• Instructions for the task:
Reproduce the entries shown below only from the line with "assert_eq!(retry.attempt(), 0);" down to the line with "and single-process deployments.", keeping both end lines and copying each one exactly.

= = = =

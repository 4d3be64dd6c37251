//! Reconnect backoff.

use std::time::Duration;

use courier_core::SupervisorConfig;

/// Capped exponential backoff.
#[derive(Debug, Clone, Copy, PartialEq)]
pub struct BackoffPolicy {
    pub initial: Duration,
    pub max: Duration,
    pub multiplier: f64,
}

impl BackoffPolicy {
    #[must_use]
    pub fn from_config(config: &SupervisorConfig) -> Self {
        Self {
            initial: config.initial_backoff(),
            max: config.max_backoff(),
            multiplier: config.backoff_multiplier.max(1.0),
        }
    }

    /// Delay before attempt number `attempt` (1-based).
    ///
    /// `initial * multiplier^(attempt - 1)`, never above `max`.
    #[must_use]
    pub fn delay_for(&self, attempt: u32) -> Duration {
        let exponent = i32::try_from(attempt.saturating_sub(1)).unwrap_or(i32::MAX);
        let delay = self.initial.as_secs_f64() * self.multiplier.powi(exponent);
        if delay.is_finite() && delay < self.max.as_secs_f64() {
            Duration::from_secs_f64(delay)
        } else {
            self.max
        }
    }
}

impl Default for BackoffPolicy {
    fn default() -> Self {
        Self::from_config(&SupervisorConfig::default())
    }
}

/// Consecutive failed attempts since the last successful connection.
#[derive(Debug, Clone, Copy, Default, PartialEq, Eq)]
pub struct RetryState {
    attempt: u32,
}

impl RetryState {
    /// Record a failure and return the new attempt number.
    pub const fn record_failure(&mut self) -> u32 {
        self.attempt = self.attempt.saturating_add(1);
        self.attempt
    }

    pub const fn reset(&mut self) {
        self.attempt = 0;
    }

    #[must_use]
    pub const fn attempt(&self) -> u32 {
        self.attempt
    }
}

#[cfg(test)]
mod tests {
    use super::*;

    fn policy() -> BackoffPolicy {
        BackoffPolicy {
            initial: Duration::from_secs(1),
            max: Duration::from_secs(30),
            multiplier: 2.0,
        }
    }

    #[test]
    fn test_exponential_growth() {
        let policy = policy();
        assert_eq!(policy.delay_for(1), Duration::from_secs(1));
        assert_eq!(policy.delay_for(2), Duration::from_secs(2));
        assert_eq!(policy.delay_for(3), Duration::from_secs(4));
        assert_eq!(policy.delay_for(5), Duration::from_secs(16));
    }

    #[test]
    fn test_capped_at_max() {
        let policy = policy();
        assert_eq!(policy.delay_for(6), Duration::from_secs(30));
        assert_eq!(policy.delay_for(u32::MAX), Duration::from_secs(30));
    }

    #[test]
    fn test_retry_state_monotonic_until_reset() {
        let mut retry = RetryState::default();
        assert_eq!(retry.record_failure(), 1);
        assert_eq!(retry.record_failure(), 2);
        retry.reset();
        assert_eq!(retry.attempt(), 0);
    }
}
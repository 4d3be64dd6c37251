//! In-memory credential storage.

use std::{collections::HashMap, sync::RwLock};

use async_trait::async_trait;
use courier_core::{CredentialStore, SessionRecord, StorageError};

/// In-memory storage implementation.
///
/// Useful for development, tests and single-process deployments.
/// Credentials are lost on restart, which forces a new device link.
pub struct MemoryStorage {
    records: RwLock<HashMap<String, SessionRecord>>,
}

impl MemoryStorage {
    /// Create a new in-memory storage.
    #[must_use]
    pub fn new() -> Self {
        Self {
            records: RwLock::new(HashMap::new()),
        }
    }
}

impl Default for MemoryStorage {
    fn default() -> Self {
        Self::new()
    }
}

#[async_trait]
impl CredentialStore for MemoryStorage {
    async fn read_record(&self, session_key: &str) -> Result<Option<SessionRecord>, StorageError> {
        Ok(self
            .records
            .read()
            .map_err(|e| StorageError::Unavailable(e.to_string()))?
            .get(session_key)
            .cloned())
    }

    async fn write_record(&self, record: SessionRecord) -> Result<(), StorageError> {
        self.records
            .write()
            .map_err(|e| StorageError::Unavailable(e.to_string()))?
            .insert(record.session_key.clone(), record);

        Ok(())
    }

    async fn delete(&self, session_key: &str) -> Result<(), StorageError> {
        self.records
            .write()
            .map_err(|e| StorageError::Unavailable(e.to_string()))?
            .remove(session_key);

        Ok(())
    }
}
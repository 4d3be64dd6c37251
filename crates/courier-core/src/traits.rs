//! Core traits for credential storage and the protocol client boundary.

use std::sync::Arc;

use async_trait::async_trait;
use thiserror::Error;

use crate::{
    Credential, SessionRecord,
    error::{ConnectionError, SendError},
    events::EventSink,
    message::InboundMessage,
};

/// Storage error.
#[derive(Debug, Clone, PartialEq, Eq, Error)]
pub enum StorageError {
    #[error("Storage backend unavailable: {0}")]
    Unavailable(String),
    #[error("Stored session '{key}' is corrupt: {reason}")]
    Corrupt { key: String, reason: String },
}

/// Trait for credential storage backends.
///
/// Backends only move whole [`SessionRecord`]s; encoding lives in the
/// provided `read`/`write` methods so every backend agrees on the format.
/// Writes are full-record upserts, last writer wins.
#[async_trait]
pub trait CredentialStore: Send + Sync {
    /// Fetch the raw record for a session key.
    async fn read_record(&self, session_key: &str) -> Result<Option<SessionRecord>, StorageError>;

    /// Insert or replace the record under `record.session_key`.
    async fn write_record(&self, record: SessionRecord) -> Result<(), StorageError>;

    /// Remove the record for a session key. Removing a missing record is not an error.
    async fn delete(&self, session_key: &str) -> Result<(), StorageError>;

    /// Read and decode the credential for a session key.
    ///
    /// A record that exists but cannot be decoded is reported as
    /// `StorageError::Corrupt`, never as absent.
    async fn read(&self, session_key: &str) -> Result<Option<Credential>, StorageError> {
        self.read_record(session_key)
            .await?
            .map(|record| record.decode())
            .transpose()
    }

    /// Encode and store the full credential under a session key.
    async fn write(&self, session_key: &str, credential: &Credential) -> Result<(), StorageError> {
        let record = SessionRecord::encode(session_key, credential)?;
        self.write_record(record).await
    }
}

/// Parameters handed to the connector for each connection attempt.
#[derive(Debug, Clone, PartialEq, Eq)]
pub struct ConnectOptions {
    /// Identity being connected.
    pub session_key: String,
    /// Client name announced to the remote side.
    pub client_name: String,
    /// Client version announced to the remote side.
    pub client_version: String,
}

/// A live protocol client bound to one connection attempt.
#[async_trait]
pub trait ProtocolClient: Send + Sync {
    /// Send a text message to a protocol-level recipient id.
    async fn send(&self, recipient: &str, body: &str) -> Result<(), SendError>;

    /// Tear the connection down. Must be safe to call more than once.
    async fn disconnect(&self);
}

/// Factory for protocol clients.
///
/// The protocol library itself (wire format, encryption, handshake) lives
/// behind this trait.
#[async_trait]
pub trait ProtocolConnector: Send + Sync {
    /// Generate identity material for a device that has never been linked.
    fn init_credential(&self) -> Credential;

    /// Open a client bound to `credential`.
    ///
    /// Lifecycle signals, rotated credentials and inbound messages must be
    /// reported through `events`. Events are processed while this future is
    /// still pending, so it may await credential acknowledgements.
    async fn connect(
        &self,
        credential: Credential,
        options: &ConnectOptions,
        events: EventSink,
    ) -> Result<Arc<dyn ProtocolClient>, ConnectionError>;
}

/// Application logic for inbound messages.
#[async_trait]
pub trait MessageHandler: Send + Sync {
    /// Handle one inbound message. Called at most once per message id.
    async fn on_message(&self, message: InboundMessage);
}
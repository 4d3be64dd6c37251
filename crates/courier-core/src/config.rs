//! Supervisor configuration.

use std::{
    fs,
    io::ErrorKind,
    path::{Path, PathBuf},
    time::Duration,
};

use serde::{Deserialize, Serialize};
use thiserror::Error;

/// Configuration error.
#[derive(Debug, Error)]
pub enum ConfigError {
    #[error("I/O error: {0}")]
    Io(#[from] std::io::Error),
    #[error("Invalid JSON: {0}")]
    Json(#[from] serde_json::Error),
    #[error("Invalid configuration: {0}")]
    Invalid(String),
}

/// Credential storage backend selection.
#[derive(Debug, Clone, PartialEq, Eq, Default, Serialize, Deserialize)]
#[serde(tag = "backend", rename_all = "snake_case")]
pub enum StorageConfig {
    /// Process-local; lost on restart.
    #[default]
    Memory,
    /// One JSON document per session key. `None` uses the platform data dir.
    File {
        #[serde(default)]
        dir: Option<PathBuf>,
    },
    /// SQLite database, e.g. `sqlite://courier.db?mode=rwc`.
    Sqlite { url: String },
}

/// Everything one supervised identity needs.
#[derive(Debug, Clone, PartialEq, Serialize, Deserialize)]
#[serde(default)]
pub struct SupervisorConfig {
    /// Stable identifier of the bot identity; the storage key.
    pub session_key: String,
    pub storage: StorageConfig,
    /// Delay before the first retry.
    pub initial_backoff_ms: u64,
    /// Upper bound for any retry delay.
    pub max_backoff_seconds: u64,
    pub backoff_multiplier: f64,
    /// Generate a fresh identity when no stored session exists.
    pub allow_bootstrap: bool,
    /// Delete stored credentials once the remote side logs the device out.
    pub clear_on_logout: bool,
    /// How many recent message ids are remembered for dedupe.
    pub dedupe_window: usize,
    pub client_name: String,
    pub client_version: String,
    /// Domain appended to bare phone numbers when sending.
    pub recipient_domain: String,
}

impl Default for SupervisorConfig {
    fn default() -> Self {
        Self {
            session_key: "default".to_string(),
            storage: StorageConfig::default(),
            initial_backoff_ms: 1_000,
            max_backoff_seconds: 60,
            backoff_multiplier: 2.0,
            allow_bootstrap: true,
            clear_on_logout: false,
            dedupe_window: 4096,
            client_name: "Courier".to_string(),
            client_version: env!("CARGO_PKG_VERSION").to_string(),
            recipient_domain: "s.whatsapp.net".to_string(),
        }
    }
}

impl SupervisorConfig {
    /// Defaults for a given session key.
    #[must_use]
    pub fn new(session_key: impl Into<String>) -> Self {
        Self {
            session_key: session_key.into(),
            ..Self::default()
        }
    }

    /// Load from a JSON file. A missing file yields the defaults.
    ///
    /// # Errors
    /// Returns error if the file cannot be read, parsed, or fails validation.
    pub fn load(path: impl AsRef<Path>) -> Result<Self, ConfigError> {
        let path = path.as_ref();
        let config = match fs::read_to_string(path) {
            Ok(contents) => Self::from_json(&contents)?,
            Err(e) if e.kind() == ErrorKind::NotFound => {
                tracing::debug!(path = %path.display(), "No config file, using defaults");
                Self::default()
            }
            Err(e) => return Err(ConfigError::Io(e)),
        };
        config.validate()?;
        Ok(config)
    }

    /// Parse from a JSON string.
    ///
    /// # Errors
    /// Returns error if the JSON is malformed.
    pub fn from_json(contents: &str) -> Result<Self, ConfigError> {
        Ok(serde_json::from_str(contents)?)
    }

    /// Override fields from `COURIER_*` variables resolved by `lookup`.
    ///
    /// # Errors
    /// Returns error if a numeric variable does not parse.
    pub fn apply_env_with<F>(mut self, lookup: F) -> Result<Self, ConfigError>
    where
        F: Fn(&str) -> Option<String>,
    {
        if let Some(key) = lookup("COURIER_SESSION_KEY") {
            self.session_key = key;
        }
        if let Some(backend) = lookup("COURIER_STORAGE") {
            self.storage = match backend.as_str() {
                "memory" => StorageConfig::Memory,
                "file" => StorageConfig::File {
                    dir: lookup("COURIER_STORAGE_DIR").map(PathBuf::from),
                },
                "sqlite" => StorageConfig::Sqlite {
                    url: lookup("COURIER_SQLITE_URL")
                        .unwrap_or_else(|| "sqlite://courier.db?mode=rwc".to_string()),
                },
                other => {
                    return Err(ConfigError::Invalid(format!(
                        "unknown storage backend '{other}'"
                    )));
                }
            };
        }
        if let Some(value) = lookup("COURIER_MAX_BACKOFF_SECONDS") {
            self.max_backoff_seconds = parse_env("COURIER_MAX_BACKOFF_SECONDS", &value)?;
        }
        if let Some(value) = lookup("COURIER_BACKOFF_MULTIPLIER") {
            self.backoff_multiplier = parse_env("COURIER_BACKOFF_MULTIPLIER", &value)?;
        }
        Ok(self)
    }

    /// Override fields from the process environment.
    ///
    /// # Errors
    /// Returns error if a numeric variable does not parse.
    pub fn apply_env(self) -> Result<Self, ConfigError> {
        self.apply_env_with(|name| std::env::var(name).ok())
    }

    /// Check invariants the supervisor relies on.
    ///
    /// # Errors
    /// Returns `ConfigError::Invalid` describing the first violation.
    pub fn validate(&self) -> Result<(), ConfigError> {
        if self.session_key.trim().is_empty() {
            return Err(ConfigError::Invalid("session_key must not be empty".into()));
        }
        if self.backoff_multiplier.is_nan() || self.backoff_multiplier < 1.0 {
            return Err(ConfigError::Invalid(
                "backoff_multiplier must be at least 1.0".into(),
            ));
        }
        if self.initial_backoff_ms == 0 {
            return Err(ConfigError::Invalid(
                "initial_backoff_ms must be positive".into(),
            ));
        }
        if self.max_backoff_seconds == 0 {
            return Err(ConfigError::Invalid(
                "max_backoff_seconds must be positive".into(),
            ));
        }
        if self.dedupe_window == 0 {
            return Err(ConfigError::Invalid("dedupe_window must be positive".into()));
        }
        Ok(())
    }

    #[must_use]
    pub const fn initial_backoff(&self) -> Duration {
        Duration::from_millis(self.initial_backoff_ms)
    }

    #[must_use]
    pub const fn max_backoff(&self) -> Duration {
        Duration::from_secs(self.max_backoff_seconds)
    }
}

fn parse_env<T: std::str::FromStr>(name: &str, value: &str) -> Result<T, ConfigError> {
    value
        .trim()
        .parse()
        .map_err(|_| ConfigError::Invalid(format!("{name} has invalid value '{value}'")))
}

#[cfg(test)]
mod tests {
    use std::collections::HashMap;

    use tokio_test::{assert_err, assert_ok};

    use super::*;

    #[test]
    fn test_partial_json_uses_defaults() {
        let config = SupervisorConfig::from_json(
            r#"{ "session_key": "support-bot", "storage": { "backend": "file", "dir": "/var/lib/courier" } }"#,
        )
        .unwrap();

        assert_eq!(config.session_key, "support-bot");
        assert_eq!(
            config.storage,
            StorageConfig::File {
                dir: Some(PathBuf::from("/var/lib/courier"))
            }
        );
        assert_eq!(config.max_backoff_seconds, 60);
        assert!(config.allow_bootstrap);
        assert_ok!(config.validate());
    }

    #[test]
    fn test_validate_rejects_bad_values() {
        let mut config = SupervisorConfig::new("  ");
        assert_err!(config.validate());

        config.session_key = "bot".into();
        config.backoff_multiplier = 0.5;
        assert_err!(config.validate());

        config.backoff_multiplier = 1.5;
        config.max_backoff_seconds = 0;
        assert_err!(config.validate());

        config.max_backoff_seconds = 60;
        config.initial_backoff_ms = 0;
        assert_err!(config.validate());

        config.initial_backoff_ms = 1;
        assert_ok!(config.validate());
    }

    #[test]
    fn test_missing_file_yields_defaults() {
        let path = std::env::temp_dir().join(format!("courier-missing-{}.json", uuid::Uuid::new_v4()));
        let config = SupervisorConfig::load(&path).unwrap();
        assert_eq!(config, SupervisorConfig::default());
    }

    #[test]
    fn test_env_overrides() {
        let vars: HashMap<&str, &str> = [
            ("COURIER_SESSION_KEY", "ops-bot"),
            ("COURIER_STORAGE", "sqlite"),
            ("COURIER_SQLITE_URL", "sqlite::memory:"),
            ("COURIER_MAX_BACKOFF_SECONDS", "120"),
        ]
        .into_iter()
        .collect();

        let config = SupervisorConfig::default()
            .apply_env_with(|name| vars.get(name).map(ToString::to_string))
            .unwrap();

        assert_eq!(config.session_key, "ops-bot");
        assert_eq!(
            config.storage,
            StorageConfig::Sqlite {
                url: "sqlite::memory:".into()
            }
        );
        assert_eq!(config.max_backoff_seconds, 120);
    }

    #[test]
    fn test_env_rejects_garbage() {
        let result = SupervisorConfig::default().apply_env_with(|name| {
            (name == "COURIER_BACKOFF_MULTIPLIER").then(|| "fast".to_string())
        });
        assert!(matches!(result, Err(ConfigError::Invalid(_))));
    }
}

= = = =

• Solution:
        assert_eq!(retry.attempt(), 0);
    }
}
repository 4d3be64dd6c37251
//! In-memory credential storage.

use std::{collections::HashMap, sync::RwLock};

use async_trait::async_trait;
use courier_core::{CredentialStore, SessionRecord, StorageError};

/// In-memory storage implementation.
///
/// Useful for development, tests and single-process deployments.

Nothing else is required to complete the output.